Heatmap showing the median MCC (mMCC) of five tenfold CV runs for each of the 128 models. Each row corresponds to a given molecular profile, each column refers to the employed classification algorithm. The first 8 algorithms on the left were ran without OMC and hence each lead to an all‐features model considering all available features from the processed datasets during model building. The rest of algorithms (the other 8 on the right) were ran with OMC to search for a small subset of features facilitating the classification of patients, thus the suffix “OMC” was added to the algorithm name. 10‐by‐10 nested‐CV runs were carried out five times, each time with a different random seed. For each run, CV predictions were merged to calculate the evaluation metrics. In this way, five MCC scores are obtained for each algorithm and molecular profile binomial, with its mMCC being shown in the heatmap. The two most predictive models were built with decision trees: mMCC of 0.56 from CART using isomiR features and mMCC of 0.32 from CART using miRNA features. However, the general trend is the OMC model (right) having higher MCC than its corresponding all‐features model (left). Models resulting in undefined mMCC scores are indicated as blank grey boxes. Here MCC is undefined because the model predicts the same class for all instances (e.g., if all are predicted positive, then the sum of true negatives and false negatives is by definition zero, which in turn makes the MCC denominator zero as well).

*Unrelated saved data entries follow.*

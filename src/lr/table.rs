use prettytable::Table as PtTable;
use std::collections::BTreeMap;

use crate::{Grammar, NonTerminal, Terminal};

use super::{Action, Graph, LrResult, StateId, TableGenerator};

pub mod traits {
    use crate::{
        lr::{Action, StateId},
        NonTerminal, Terminal,
    };

    /// What a shift/reduce driver needs from a table.
    pub trait LrTable {
        fn initial_state(&self) -> StateId;
        fn action(&self, state: StateId, terminal: Terminal) -> Action;
        fn goto(&self, state: StateId, symbol: NonTerminal) -> Option<StateId>;
        /// Terminals with a non-error action in the state.
        fn expected(&self, state: StateId) -> Vec<Terminal>;
    }
}

#[derive(Debug, Default, PartialEq, Eq, Clone)]
pub struct Row {
    actions: BTreeMap<Terminal, Action>,
    goto: BTreeMap<NonTerminal, StateId>,
}

impl Row {
    pub fn new<A, G>(actions: A, goto: G) -> Self
    where
        A: IntoIterator<Item = (Terminal, Action)>,
        G: IntoIterator<Item = (NonTerminal, StateId)>,
    {
        Self {
            actions: actions.into_iter().collect(),
            goto: goto.into_iter().collect(),
        }
    }

    pub fn action(&self, terminal: Terminal) -> Action {
        self.actions.get(&terminal).copied().unwrap_or(Action::Error)
    }

    pub fn goto(&self, symbol: NonTerminal) -> Option<StateId> {
        self.goto.get(&symbol).copied()
    }

    pub fn iter_actions(&self) -> impl Iterator<Item = (Terminal, Action)> + '_ {
        self.actions.iter().map(|(&t, &a)| (t, a))
    }

    pub fn iter_gotos(&self) -> impl Iterator<Item = (NonTerminal, StateId)> + '_ {
        self.goto.iter().map(|(&nt, &to)| (nt, to))
    }
}

/// The generated parsing table.
///
/// Read-only once built. It keeps the names of the symbols so it can be
/// rendered without its grammar.
#[derive(PartialEq, Eq, Clone)]
pub struct LrTable {
    initial: StateId,
    rows: Vec<Row>,
    terminals: Vec<(Terminal, String)>,
    non_terminals: Vec<(NonTerminal, String)>,
}

impl std::fmt::Debug for LrTable {
    fn fmt(&self, f: &mut std::fmt::Formatter<'_>) -> std::fmt::Result {
        writeln!(f)?;
        <Self as std::fmt::Display>::fmt(self, f)
    }
}

impl std::fmt::Display for LrTable {
    fn fmt(&self, f: &mut std::fmt::Formatter<'_>) -> std::fmt::Result {
        let mut table = PtTable::new();

        table.add_row(
            ["#"]
                .into_iter()
                .chain(
                    self.terminals
                        .iter()
                        .map(|(_, name)| name.as_str())
                        .chain(self.non_terminals.iter().map(|(_, name)| name.as_str())),
                )
                .collect(),
        );

        for (id, row) in self.rows.iter().enumerate() {
            table.add_row(
                [id.to_string()]
                    .into_iter()
                    .chain(self.terminals.iter().map(|&(sym, _)| {
                        match row.action(sym) {
                            Action::Error => String::default(),
                            action => action.to_string(),
                        }
                    }))
                    .chain(self.non_terminals.iter().map(|&(sym, _)| {
                        row.goto(sym).map(|to| to.to_string()).unwrap_or_default()
                    }))
                    .collect(),
            );
        }

        write!(f, "{}", table)
    }
}

impl traits::LrTable for LrTable {
    fn initial_state(&self) -> StateId {
        self.initial
    }

    fn action(&self, state: StateId, terminal: Terminal) -> Action {
        self.action(state, terminal)
    }

    fn goto(&self, state: StateId, symbol: NonTerminal) -> Option<StateId> {
        self.goto(state, symbol)
    }

    fn expected(&self, state: StateId) -> Vec<Terminal> {
        self.iter_terminals(state).collect()
    }
}

impl LrTable {
    pub fn initial_state(&self) -> StateId {
        self.initial
    }

    /// Iterate over the state ids.
    pub fn states(&self) -> impl Iterator<Item = StateId> {
        0..self.rows.len()
    }

    pub fn len(&self) -> usize {
        self.rows.len()
    }

    pub fn is_empty(&self) -> bool {
        self.rows.is_empty()
    }

    pub fn row(&self, state: StateId) -> Option<&Row> {
        self.rows.get(state)
    }

    /// Returns the action, [Action::Error] if the table has none.
    pub fn action(&self, state: StateId, terminal: Terminal) -> Action {
        self.rows
            .get(state)
            .map(|row| row.action(terminal))
            .unwrap_or(Action::Error)
    }

    pub fn goto(&self, state: StateId, symbol: NonTerminal) -> Option<StateId> {
        self.rows.get(state).and_then(|row| row.goto(symbol))
    }

    /// Terminals with an action in the state.
    pub fn iter_terminals(&self, state: StateId) -> impl Iterator<Item = Terminal> + '_ {
        self.rows
            .get(state)
            .into_iter()
            .flat_map(|row| row.actions.keys().copied())
    }

    /// Resolve every candidate action of the graph into a table.
    pub fn from_graph<V>(graph: &Graph<'_, V>) -> LrResult<Self> {
        let grammar = graph.grammar();
        let symbols = grammar.symbols();

        let rows = graph
            .states()
            .iter()
            .map(|state| {
                let actions = state
                    .iter_terminals()
                    .map(|terminal| {
                        state
                            .disambiguate(terminal, symbols)
                            .map(|action| (terminal, action))
                    })
                    .collect::<LrResult<Vec<_>>>()?;

                Ok(Row::new(
                    actions
                        .into_iter()
                        .filter(|(_, action)| *action != Action::Error),
                    state.iter_gotos(),
                ))
            })
            .collect::<LrResult<Vec<_>>>()?;

        // The start column only shows when a rule body refers to it.
        let start = grammar.start();
        let start_has_gotos = rows.iter().any(|row| row.goto(start).is_some());

        Ok(Self {
            initial: 0,
            terminals: grammar
                .iter_terminals()
                .map(|t| (t, grammar.name(t).to_string()))
                .collect(),
            non_terminals: grammar
                .iter_non_terminals()
                .filter(|&nt| nt != start || start_has_gotos)
                .map(|nt| (nt, grammar.name(nt).to_string()))
                .collect(),
            rows,
        })
    }

    /// Build a LR(1) table from a grammar.
    pub fn build<V>(grammar: &Grammar<V>) -> LrResult<Self> {
        TableGenerator::new(grammar).generate()
    }
}

#[cfg(test)]
mod tests {
    use crate::{
        fixtures::{arithmetic_grammar, lr0_grammar},
        lr::{fixtures::operator_grammar, Action},
        GrammarBuilder,
    };

    use super::LrTable;

    #[test]
    fn test_001_simple_table() {
        let g = lr0_grammar().expect("Cannot create grammar");
        let table = LrTable::build(&g).expect("Cannot build table");

        assert_eq!(table.len(), 9);
        assert_eq!(table.initial_state(), 0);

        let accepting = table
            .states()
            .filter(|&state| table.action(state, g.eos()) == Action::Accept)
            .count();
        assert_eq!(accepting, 1);

        let Some(to) = table.goto(0, g.nterm("E")) else {
            panic!("missing goto on E from the initial state");
        };
        assert_eq!(table.action(to, g.eos()), Action::Accept);
        assert!(matches!(table.action(0, g.term("0")), Action::Shift(_)));
        assert_eq!(table.action(0, g.term("+")), Action::Error);
        assert_eq!(table.action(42, g.term("0")), Action::Error);
    }

    #[test]
    fn test_002_rendering() {
        let g = lr0_grammar().expect("Cannot create grammar");
        let table = LrTable::build(&g).expect("Cannot build table");
        let rendered = table.to_string();

        assert!(rendered.contains("acc"));
        assert!(rendered.contains("$"));
        assert!(rendered.lines().any(|line| line.contains('#')));
        assert!(format!("{table:?}").starts_with('\n'));
    }

    #[test]
    fn test_003_reduce_on_lookahead_only() {
        let g = arithmetic_grammar().expect("Cannot create grammar");
        let table = LrTable::build(&g).expect("Cannot build table");

        // After "n", T -> n is reduced on "-", ")" or "$", never on "(".
        let Action::Shift(after_n) = table.action(0, g.term("n")) else {
            panic!("expecting a shift on n");
        };
        assert_eq!(table.action(after_n, g.term("-")), Action::Reduce(3));
        assert_eq!(table.action(after_n, g.eos()), Action::Reduce(3));
        assert_eq!(table.action(after_n, g.term(")")), Action::Error);
        assert_eq!(table.action(after_n, g.term("(")), Action::Error);
    }

    #[test]
    fn test_004_operator_conflicts_are_resolved() {
        let g = operator_grammar().expect("Cannot create grammar");
        let table = LrTable::build(&g).expect("Cannot build table");

        for state in table.states() {
            let row = table.row(state).expect("missing row");
            for (_, action) in row.iter_actions() {
                assert_ne!(action, Action::Error);
            }
        }
    }

    #[test]
    fn test_005_start_column_when_referenced() {
        let g = lr0_grammar().expect("Cannot create grammar");
        let table = LrTable::build(&g).expect("Cannot build table");
        assert!(!table.to_string().contains("| S "));

        // E -> ( <start> ) | n
        let mut builder = GrammarBuilder::<()>::new();
        for term in ["(", ")", "n"] {
            builder.terminal(term).expect("cannot add terminal");
        }
        builder.non_terminal("E").expect("cannot add E");
        builder.set_start("E").expect("cannot set start");
        builder
            .add_rule("E", ["(", "<start>", ")"])
            .expect("cannot add rule");
        builder.add_rule("E", ["n"]).expect("cannot add rule");
        let g = builder.build();

        let table = LrTable::build(&g).expect("Cannot build table");
        let Action::Shift(after_open) = table.action(0, g.term("(")) else {
            panic!("expecting a shift on (");
        };
        let to = table
            .goto(after_open, g.start())
            .expect("missing goto on <start>");

        let rendered = table.to_string();
        assert!(rendered.contains("<start>"));
        assert!(rendered
            .lines()
            .any(|line| line.starts_with(&format!("| {after_open} "))
                && line.contains(&format!(" {to} "))));
    }
}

Looking at the seven models with an mMCC of at least 0.2 (Figure S3, Supporting Information), all were built with algorithms inducing feature selection. Two‐thirds were OMC models, whereas the rest were all‐features CART models. Six of these models employed either isomiR or miRNA features. An inspection of the best results in terms of median AUC (mAUC) and their corresponding mMCC (Figure S4, Supporting Information) shows that these models also have high mAUC (CART_isomiR with an mAUC of 0.80 and CART_miRNA with an mAUC of 0.64). Noticeably, isomiR gives a better prediction of nonresponders when compared to miRNA (Table S2, Supporting Information). By contrast, Figure S4 of the Supporting Information also reveals many models with good mAUC but poor mMCC such as miRNA_LGBM (Light Gradient Boosting Machine). The latter model has 14 false negatives and 9 false positives, whereas CART_isomiR only has 4 false negatives and 3 false positives (Table S2, Supporting Information). This further supports the use of MCC for this type of class‐imbalanced problems.

2.2. Determining the Robustness of the Best ML Models

After identifying isomiR_CART and miRNA_CART as the best ML models, here we evaluate how their predictive accuracies vary with different training set sizes and random seeds. With this purpose, we also conducted five runs of threefold CV (3CV) and fivefold CV (5CV) experiments, in addition to the five 10CV runs from the previous section, using different random seeds. Both models were robust to this type of variability given the similar MCC values returned within each set of experiments summarized by a boxplot (Figure  3 ). Higher MCC values were observed as larger training sets were employed (from training with 67% of the data in 3CV to training with 90% of the data in 10CV). To find out which part of the predictive accuracy comes from signal in the data, we repeated all the CV runs exactly in the same manner from class‐permuted versions of the datasets. As a result, all the latter runs obtained near random‐level MCC values, which were significantly worse than those arising from models trained on the original data in all cases (Figure 3).

Figure 3.

Figure 3

CV performance of the two most predictive models compared to those from training with permuted data. The boxplots present the distributions of MCC scores obtained across five iterations of CART models evaluation implemented on miRNA (left) and isomiR (right) datasets with 3CV, 5CV, and 10CV. CART models trained on the original dataset, i.e., all‐features data (deep green), and CART model trained on the class permuted dataset (light green). Each model's predictive performances (original and permuted) are compared within each of the CVs implemented for isomiR and miRNA. The horizontal bars above the boxplots indicate the significance levels between these distributions: “*” means 0.01 < p < = 0.05, “**” means 0.001 < p < = 0.01, “***” means 0.0001 < p < = 0.001, and “****” means p < = 1.00 1.00 × 10−4. These p‐values were calculated using two‐sided Welch's t‐tests. CART models obtain significantly better MCC than the permuted models in all the CVs, both with miRNA and isomiR features. Each dot represents a repetition.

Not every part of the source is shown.